By Bill Cirone, Santa Barbara County
Superintendent of Schools
As members of the Class of
2013 prepare for their high school graduation ceremonies across California, hundreds
of thousands of them are also preparing to enroll in one of the state’s 112
community colleges.
Local students don’t have to
look far to find two great choices — Santa Barbara City College and Allan
Hancock College. Both have long been jewels of the state system, and they
recently received overwhelming confirmation of their lofty status.
City College was named one of
two top community colleges in the country by the Aspen Institute, which cited
SBCC’s outstanding achievement in student learning outcomes, degree completion,
labor-market success (students securing good jobs after college), and
facilitating the success of minority and low-income students.
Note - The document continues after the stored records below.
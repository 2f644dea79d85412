//! Perspective projection onto the 256x192 screen.

use crate::multiply::muls8;

/// Viewer distance used by the demo code.
pub const DEFAULT_VIEWER_DISTANCE: i32 = 200;

/// Screen-space centre.
const CENTRE_X: i32 = 128;
const CENTRE_Y: i32 = 96;

/// Largest perspective scale the routine produces.
const MAX_SCALE: i64 = 255;

/// A projected screen coordinate. Both axes wrap at 256.
#[derive(Debug, Clone, Copy, PartialEq, Eq, Default)]
pub struct Point2 {
    pub x: u8,
    pub y: u8,
}

/// Project a model-space point.
///
/// Returns `None` when the point is at or behind the viewer
/// (`z + viewer_distance <= 0`). Otherwise
/// `scale = min(255, floor(viewer_distance * 128 / (z + viewer_distance)))`
/// and each axis is `centre + ((muls8(v, scale) * 2) >> 8)`, wrapped to a
/// byte.
///
/// `muls8` reads `scale` as a signed byte, so scales of 128 and above
/// (points nearer than the projection plane) mirror through the centre,
/// just as on the Z80.
#[must_use]
pub fn project(x: i32, y: i32, z: i32, viewer_distance: i32) -> Option<Point2> {
    let denom = i64::from(z) + i64::from(viewer_distance);
    if denom <= 0 {
        return None;
    }

    // Floor division, including for negative distances.
    let scale = (i64::from(viewer_distance) * 128)
        .div_euclid(denom)
        .min(MAX_SCALE) as i32;

    let sx = CENTRE_X + ((muls8(x, scale) * 2) >> 8);
    let sy = CENTRE_Y + ((muls8(y, scale) * 2) >> 8);
    Some(Point2 {
        x: (sx & 0xFF) as u8,
        y: (sy & 0xFF) as u8,
    })
}

/// [`project`] with [`DEFAULT_VIEWER_DISTANCE`].
#[must_use]
pub fn project_default(x: i32, y: i32, z: i32) -> Option<Point2> {
    project(x, y, z, DEFAULT_VIEWER_DISTANCE)
}
//! ZX Spectrum screen memory model.
//!
//! A [`MemoryScreen`] owns the 6912 bytes the Spectrum ULA reads to build a
//! picture, laid out exactly as they sit at `$4000` on the real machine, so
//! that a routine drawing into emulated or real video RAM can be checked
//! byte-for-byte against this model.
//!
//! # Screen memory layout
//!
//! Bitmap at offset 0-6143, attributes at 6144-6911 (`$4000-$57FF` and
//! `$5800-$5AFF` on the machine).
//! Bitmap address: `010Y7 Y6Y2 Y1Y0 Y5Y4Y3 X4X3X2X1X0`
//! Attribute address: `0101 10Y7 Y6Y5 Y4Y3 X4X3X2X1X0`
//!
//! # FLASH
//!
//! Each [`MemoryScreen::render`] call counts as one frame. Cells with the
//! FLASH bit set swap ink and paper while bit 5 of the frame counter is set,
//! so the phase toggles every 32 frames.

mod attr;
mod frame;
mod line;
mod palette;
mod screen;

pub use attr::{Attr, make_attr};
pub use frame::{Frame, MAX_SCALE};
pub use palette::{COLOUR_NAMES, PALETTE};
pub use screen::{MemoryScreen, attr_addr, screen_addr};

/// Active display width in pixels.
pub const SCREEN_WIDTH: u32 = 256;
/// Active display height in pixels.
pub const SCREEN_HEIGHT: u32 = 192;

/// Attribute grid columns (one per 8 pixels).
pub const ATTR_COLS: usize = 32;
/// Attribute grid rows (one per 8 scanlines).
pub const ATTR_ROWS: usize = 24;

/// Bytes of bitmap data.
pub const PIXEL_BYTES: usize = 6144;
/// Bytes of attribute data.
pub const ATTR_BYTES: usize = ATTR_COLS * ATTR_ROWS;
/// Total screen memory: bitmap followed by attributes.
pub const SCREEN_BYTES: usize = PIXEL_BYTES + ATTR_BYTES;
Hancock is regularly ranked
as one of the five best community colleges in California and one of the top 120
in the nation. This spring, it got a huge vote of confidence when it received
the largest gift in its history — nearly $12 million — in a bequest from the
late Patricia J. Boyd, a former faculty member.
These high-profile
affirmations are important, and well deserved. The public may be tempted to
take this excellence for granted — but it doesn’t come easily. Faculty members
and administrators work every day to serve their students and the larger
public, and students know it. Nearly 21,000 of them enrolled at Hancock last
year, and nearly 27,000 at City College. They may be planning to get an
associate’s degree in one of the many specialties the two colleges offer,
transfer later to a four-year college or university, upgrade their professional
skills, or retrain themselves in mid-life for another career. Perhaps they’re
studying purely for personal enrichment.
Students of all ages and life
experiences find a wide range of degree and certificate programs, outstanding
faculty, impressive facilities, and great support services. Both schools can
boast of their students’ career successes and excellent acceptance rates to
four-year universities, and they can point to alumni who have achieved national
and international success.
Two former Hancock students,
for example, were prominent at this year’s Academy Awards ceremony —
best-actress nominee Jessica Chastain and Oscar winner Mark Andrews. Oscar
winners Kathy Bates and Robin Williams and Tony award-winner Boyd Gaines are
also alumni.
Other examples of successful
Hancock alumni include the late Admiral Owen Siler, international business
executive Michael Henry, retired Major League pitcher Bryn Smith, the late
artist Milford Zornes, retired NBA player Mike Bratz, and NFL coach Gunther
Cunningham.
On its roster of famous
graduates, City College can list two winners of the MacArthur Foundation’s
“genius grants” — Dr. Angela Belcher, now an MIT professor and an authority in
nanotechnology, and Dr. Yoky Matsuoka, a technology executive and an authority
in neurorobotics — as well as World Series-winning pitcher Jesse Orosco and
operatic tenor Eduardo Villa.
With more than 2.4 million
students, the California Community Colleges are the largest system of higher
education in the United States. They educate 80 percent of our state’s
firefighters, law enforcement personnel, and emergency medical technicians, and
70 percent of our nurses.
Santa Barbara County’s two
community colleges haven’t achieved this excellence alone. They rely on
community partners — businesses, individuals, and nonprofit agencies — for
raising money, providing expertise, and giving advice on how to shape programs
that will make their graduates’ skills relevant in the marketplace.
This level of excellence is a
further testament to the amount and importance of community support received by
local schools. Congratulations to all the administrators, teachers, support
staff, students, and community members who make SBCC and Allan Hancock two
crown jewels in our national community college system.